TASK
For the word "write", tally the lines of the data that contain it and give the tally alone.

+++

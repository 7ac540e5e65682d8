//! Repository traits describing persistence adapters.

use async_trait::async_trait;
use thiserror::Error;

use crate::domain::entities::{EngagementRecord, PostId, ShareInfo};

#[derive(Debug, Error, Clone, PartialEq, Eq)]
pub enum PersistError {
    #[error("persistence error: {0}")]
    Persistence(String),
    #[error("integrity error: {message}")]
    Integrity { message: String },
    #[error("database timeout")]
    Timeout,
}

impl PersistError {
    pub fn from_persistence(err: impl std::fmt::Display) -> Self {
        Self::Persistence(err.to_string())
    }

    pub fn integrity(message: impl Into<String>) -> Self {
        Self::Integrity {
            message: message.into(),
        }
    }
}

/// Durable home of engagement records.
///
/// At most one record exists per [`PostId`]. `write` replaces the previous
/// record wholesale and must be atomic with respect to concurrent `read`s: a
/// reader observes either the old record or the new one.
#[async_trait]
pub trait EngagementStore: Send + Sync {
    async fn read(&self, id: &PostId) -> Result<Option<EngagementRecord>, PersistError>;

    /// Replace the record for `id`, returning it as stored.
    async fn write(
        &self,
        id: &PostId,
        total_reach: u64,
        share_details: Vec<ShareInfo>,
    ) -> Result<EngagementRecord, PersistError>;

    async fn health_check(&self) -> Result<(), PersistError> {
        Ok(())
    }
}
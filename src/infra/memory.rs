//! Bounded in-process engagement store.
//!
//! Used when no database is configured. Records live in an LRU map behind a
//! single lock, so a write replaces the record for an id in one step and a
//! concurrent reader sees either the previous record or the new one.

use std::num::NonZeroUsize;
use std::sync::{LockResult, RwLock};

use async_trait::async_trait;
use lru::LruCache;
use time::OffsetDateTime;
use tracing::warn;

use crate::application::repos::{EngagementStore, PersistError};
use crate::domain::entities::{EngagementRecord, PostId, ShareInfo};

pub struct InMemoryEngagementStore {
    records: RwLock<LruCache<PostId, EngagementRecord>>,
}

impl InMemoryEngagementStore {
    pub fn new(capacity: NonZeroUsize) -> Self {
        Self {
            records: RwLock::new(LruCache::new(capacity)),
        }
    }

    pub fn len(&self) -> usize {
        recover(self.records.read(), "len").len()
    }

    pub fn is_empty(&self) -> bool {
        self.len() == 0
    }
}

#[async_trait]
impl EngagementStore for InMemoryEngagementStore {
    async fn read(&self, id: &PostId) -> Result<Option<EngagementRecord>, PersistError> {
        Ok(recover(self.records.write(), "read").get(id).cloned())
    }

    async fn write(
        &self,
        id: &PostId,
        total_reach: u64,
        share_details: Vec<ShareInfo>,
    ) -> Result<EngagementRecord, PersistError> {
        let record = EngagementRecord {
            id: id.clone(),
            total_reach,
            share_details,
            computed_at: OffsetDateTime::now_utc(),
        };
        recover(self.records.write(), "write").put(id.clone(), record.clone());
        Ok(record)
    }
}

// A panic while holding the lock cannot leave a half-written record: `put`
// swaps whole values, so the map is usable after recovery.
fn recover<G>(result: LockResult<G>, op: &'static str) -> G {
    result.unwrap_or_else(|poisoned| {
        warn!(
            op,
            target_module = "infra::memory",
            result = "poisoned_recovered",
            "Recovered from poisoned store lock"
        );
        poisoned.into_inner()
    })
}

+++

RESPONSE TO THE EXERCISE
6